Every entry must be given again exactly.

== Material for this task ==

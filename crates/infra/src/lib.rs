//! # DocBridge Infrastructure
//!
//! HTTP implementations of the `docbridge-core` ports.
//!
//! This crate contains:
//! - The retrying HTTP transport (`http`)
//! - Identity-provider and document API clients (`graph`)
//! - Configuration loading from environment and files (`config`)
//! - Conversions from `reqwest` errors into domain errors (`errors`)
//!
//! ## Architecture
//! - Implements traits defined in `docbridge-core`
//! - Contains all network and filesystem I/O

pub mod config;
pub mod errors;
pub mod graph;
pub mod http;

// Re-export commonly used items
pub use errors::InfraError;
pub use graph::{ClientCredentialsProvider, GraphDocumentClient, SiteResolver};
pub use http::{retry_until_definitive, HttpClient, HttpClientBuilder};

===

Answer section.
filename crates/infra/src/lib.rs
//! # DocBridge Infrastructure
//!
//! HTTP implementations of the `docbridge-core` ports.
//!
//! This crate contains:
//! - The retrying HTTP transport (`http`)
//! - Identity-provider and document API clients (`graph`)
//! - Configuration loading from environment and files (`config`)
//! - Conversions from `reqwest` errors into domain errors (`errors`)
//!
//! ## Architecture
//! - Implements traits defined in `docbridge-core`
//! - Contains all network and filesystem I/O

pub mod config;
pub mod errors;
pub mod graph;
pub mod http;

// Re-export commonly used items
pub use errors::InfraError;
pub use graph::{ClientCredentialsProvider, GraphDocumentClient, SiteResolver};
pub use http::{retry_until_definitive, HttpClient, HttpClientBuilder};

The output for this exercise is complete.